The U.S. cannot simply ignore this request, for obvious reasons. This means that the Democrats’ plan regarding Iraq, must include a long-term presence for a limited U.S. military force.

The ‘the Iraqis don’t want us there’ argument has proven incorrect.

It creates another larger problem for those opposing the war/the continuous presence of U.S. troops in Iraq as well: if 4000 troops remain, it means that Iraq has to be made less chaotic -> as to secure the safety of those troops/to reduce the threats facing them/increase their impact. This, of course, means that there is but one choice left: commit to solving the problems in Iraq. This creates both a different situation for the Republicans, but especially for the Democrats. Withdraw troops within one year’s time, is, quite simply, not an option any longer.
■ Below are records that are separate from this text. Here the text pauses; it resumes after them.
//! The Patakha compiler CLI.
//!
//! `patakhac <source.bhai>` runs the full pipeline: lex, parse (with
//! recovery), semantic analysis (with import resolution), IR lowering, the
//! optimizer, and one of the two backends. Artifacts are written next to
//! the source file. `patakhac lint <source>` stops after the front end and
//! reports diagnostics only.
//!
//! Exit codes: 0 on success, 1 when error diagnostics were reported, 2 for
//! usage errors (clap's default), 3 for I/O failures including a missing
//! or failing C compiler.

use std::path::{Path, PathBuf};
use std::process::{self, Command};

use clap::{Parser, Subcommand, ValueEnum};

use patakha_common::diag::SourceMap;
use patakha_common::{Diagnostics, Severity};

#[derive(Parser)]
#[command(name = "patakhac", version, about = "The Patakha compiler")]
struct Cli {
    /// Source file to compile (`.bhai`)
    source: Option<PathBuf>,

    /// Code generator for the final artifact
    #[arg(long, value_enum, default_value = "c")]
    backend: Backend,

    /// Invoke the system C compiler on the emitted C to produce an executable
    #[arg(long)]
    gcc: bool,

    /// Write collected warnings to `<source>.warnings.txt`
    #[arg(long)]
    emit_warnings: bool,

    /// Write the token stream to `<source>.tokens.txt`
    #[arg(long)]
    emit_tokens: bool,

    /// Write the unoptimized IR to `<source>.raw.ir`
    #[arg(long)]
    emit_raw_ir: bool,

    /// Write the optimized IR to `<source>.ir`
    #[arg(long)]
    emit_ir: bool,

    /// Write stack-machine assembly to `<source>.stk` even when the backend is C
    #[arg(long)]
    emit_stack: bool,

    /// Write the AST as an indented tree to `<source>.ast.txt`
    #[arg(long)]
    dump_ast: bool,

    /// Write the AST as Graphviz to `<source>.ast.dot`
    #[arg(long)]
    dump_ast_dot: bool,

    /// Write the symbol table to `<source>.symbols.txt`
    #[arg(long)]
    dump_symbols: bool,

    /// Write the per-function CFGs to `<source>.cfg.txt`
    #[arg(long)]
    dump_cfg: bool,

    /// Write the per-function CFGs as Graphviz to `<source>.cfg.dot`
    #[arg(long)]
    dump_cfg_dot: bool,

    /// Print the LL(1) tables for the core grammar to stdout
    #[arg(long)]
    dump_ll1: bool,

    /// Print the SLR tables for the core grammar to stdout
    #[arg(long)]
    dump_slr: bool,

    /// Render diagnostics as labeled source reports instead of plain lines
    #[arg(long)]
    pretty: bool,

    #[command(subcommand)]
    command: Option<Commands>,
}

#[derive(Clone, Copy, PartialEq, Eq, ValueEnum)]
enum Backend {
    C,
    Stack,
}

#[derive(Subcommand)]
enum Commands {
    /// Run the front end only and report diagnostics
    Lint {
        /// Source file to lint
        source: PathBuf,

        /// Treat warnings as errors
        #[arg(long)]
        strict: bool,
    },
}

fn main() {
    let cli = Cli::parse();
    let code = match &cli.command {
        Some(Commands::Lint { source, strict }) => lint(source, *strict, cli.pretty),
        None => match cli.source.clone() {
            Some(source) => compile(&source, &cli),
            None => {
                eprintln!("error: no source file given (try `patakhac --help`)");
                2
            }
        },
    };
    process::exit(code);
}

/// Run the full pipeline for one source file.
fn compile(source: &Path, cli: &Cli) -> i32 {
    if cli.dump_ll1 {
        print!("{}", patakha_parser::tables::dump_ll1());
    }
    if cli.dump_slr {
        print!("{}", patakha_parser::tables::dump_slr());
    }

    let mut map = SourceMap::new();
    let mut diags = Diagnostics::new();

    // Front end: lex + parse + imports + semantic analysis.
    let analysis = match patakha_sema::analyze_file(source, &mut map, &mut diags) {
        Ok(analysis) => analysis,
        Err(message) => {
            eprintln!("error: {message}");
            return 3;
        }
    };

    if cli.emit_tokens {
        let text = render_tokens(&map);
        if let Err(code) = write_artifact(source, "tokens.txt", &text) {
            return code;
        }
    }
    if cli.dump_ast {
        let text = patakha_parser::dump::dump_text(&analysis.program);
        if let Err(code) = write_artifact(source, "ast.txt", &text) {
            return code;
        }
    }
    if cli.dump_ast_dot {
        let text = patakha_parser::dump::dump_dot(&analysis.program);
        if let Err(code) = write_artifact(source, "ast.dot", &text) {
            return code;
        }
    }
    if cli.dump_symbols {
        let text = patakha_sema::render_symbols(&analysis.registry, &analysis.symbol_dump);
        if let Err(code) = write_artifact(source, "symbols.txt", &text) {
            return code;
        }
    }
    if cli.emit_warnings {
        let warnings: String = map
            .render_all(&diags)
            .lines()
            .filter(|l| l.contains(": warning: "))
            .map(|l| format!("{l}\n"))
            .collect();
        if let Err(code) = write_artifact(source, "warnings.txt", &warnings) {
            return code;
        }
    }

    // The pipeline moves past a stage boundary only with zero errors;
    // warnings never stop it.
    if diags.has_errors() {
        report(&map, &diags, cli.pretty);
        return 1;
    }

    // Middle end.
    let mut program = patakha_codegen::lower_program(&analysis);
    if cli.emit_raw_ir {
        let text = patakha_codegen::dump_program(&program);
        if let Err(code) = write_artifact(source, "raw.ir", &text) {
            return code;
        }
    }
    patakha_codegen::optimize_program(&mut program);
    if cli.emit_ir {
        let text = patakha_codegen::dump_program(&program);
        if let Err(code) = write_artifact(source, "ir", &text) {
            return code;
        }
    }
    if cli.dump_cfg || cli.dump_cfg_dot {
        let mut text = String::new();
        let mut dot = String::new();
        for func in &program.functions {
            let cfg = patakha_codegen::Cfg::build(func);
            text.push_str(&patakha_codegen::dump_cfg(&func.name, &cfg));
            dot.push_str(&patakha_codegen::dump_cfg_dot(&func.name, &cfg));
        }
        if cli.dump_cfg {
            if let Err(code) = write_artifact(source, "cfg.txt", &text) {
                return code;
            }
        }
        if cli.dump_cfg_dot {
            if let Err(code) = write_artifact(source, "cfg.dot", &dot) {
                return code;
            }
        }
    }

    // Backends.
    if cli.emit_stack || cli.backend == Backend::Stack {
        let asm = patakha_codegen::stack::emit(&program);
        if let Err(code) = write_artifact(source, "stk", &asm) {
            return code;
        }
    }
    if cli.backend == Backend::C {
        let c_source = patakha_codegen::c::emit(&program);
        if let Err(code) = write_artifact(source, "c", &c_source) {
            return code;
        }
        if cli.gcc {
            if let Some(code) = run_gcc(source) {
                return code;
            }
        }
    }

    report(&map, &diags, cli.pretty);
    0
}

/// Front end only; `--strict` promotes warnings to errors.
fn lint(source: &Path, strict: bool, pretty: bool) -> i32 {
    let mut map = SourceMap::new();
    let mut diags = Diagnostics::new();
    if let Err(message) = patakha_sema::analyze_file(source, &mut map, &mut diags) {
        eprintln!("error: {message}");
        return 3;
    }
    if strict {
        diags.promote_warnings();
    }
    report(&map, &diags, pretty);
    if diags.has_errors() {
        1
    } else {
        0
    }
}

/// Print every collected diagnostic to stderr in stable order.
fn report(map: &SourceMap, diags: &Diagnostics, pretty: bool) {
    if pretty {
        report_pretty(map, diags);
    } else {
        eprint!("{}", map.render_all(diags));
    }
}

/// Labeled source reports via ariadne.
fn report_pretty(map: &SourceMap, diags: &Diagnostics) {
    use ariadne::{Label, Report, ReportKind, Source};

    for diag in diags.sorted() {
        let file = map.get(diag.span.file);
        let kind = match diag.severity {
            Severity::Error => ReportKind::Error,
            Severity::Warning => ReportKind::Warning,
            Severity::Note => ReportKind::Advice,
        };
        let start = diag.span.start as usize;
        let end = (diag.span.end as usize).max(start + 1);
        let mut label = Label::new(start..end).with_message(&diag.message);
        if let Some(nag) = diag.nag {
            label = label.with_message(format!("{} ({nag})", diag.message));
        }
        let _ = Report::<std::ops::Range<usize>>::build(kind, start..end)
            .with_message(file.path.display().to_string())
            .with_label(label)
            .finish()
            .eprint(Source::from(file.text.as_str()));
    }
}

/// One line per token: `line:col kind "lexeme"`.
fn render_tokens(map: &SourceMap) -> String {
    use std::fmt::Write;

    let root = map.get(patakha_common::FileId(0));
    let mut throwaway = Diagnostics::new();
    let tokens = patakha_lexer::tokenize(&root.text, patakha_common::FileId(0), &mut throwaway);

    let mut out = String::new();
    for token in tokens {
        let (line, col) = root.line_col(token.span.start);
        let lexeme = &root.text[token.span.start as usize..token.span.end as usize];
        let _ = writeln!(out, "{line}:{col} {:?} {lexeme:?}", token.kind);
    }
    out
}

/// Write an artifact next to the source, e.g. `prog.bhai` -> `prog.c`.
/// Returns the process exit code on failure.
fn write_artifact(source: &Path, extension: &str, text: &str) -> Result<(), i32> {
    let path = source.with_extension(extension);
    std::fs::write(&path, text).map_err(|e| {
        eprintln!("error: cannot write `{}`: {e}", path.display());
        3
    })
}

/// Drive the system C compiler over the emitted `.c` file.
fn run_gcc(source: &Path) -> Option<i32> {
    let c_path = source.with_extension("c");
    let exe_path = source.with_extension("exe");
    let status = Command::new("gcc")
        .arg("-std=c11")
        .arg("-O2")
        .arg(&c_path)
        .arg("-o")
        .arg(&exe_path)
        .status();
    match status {
        Ok(status) if status.success() => None,
        Ok(status) => {
            eprintln!("error: gcc exited with {status}");
            Some(3)
        }
        Err(e) => {
            eprintln!("error: cannot run gcc: {e}");
            Some(3)
        }
    }
}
Regarding the Republicans: ‘staying the course’ will not be enough either, since that will not solve the problems either.

Related:

Retired officers criticize Rumsfeld:

“I believe that Secretary Rumsfeld and others in the administration did not tell the American people the truth for fear of losing support for the war in Iraq,” retired Maj. Gen. John R. S. Batiste said in remarks prepared for a forum conducted by Senate Democrats.

A second military leader, retired Maj. Gen. Paul Eaton, assessed Rumsfeld as “incompetent strategically, operationally and tactically ….”

“Mr. Rumsfeld and his immediate team must be replaced or we will see two more years of extraordinarily bad decision-making,” he added in a statement prepared for the policy forum, held six weeks before the Nov. 7 midterm elections in which the war is a central issue.
[…] It is unusual for retired military officers to criticize the Pentagon while military operations are under way, particularly at a public event likely to draw widespread media attention.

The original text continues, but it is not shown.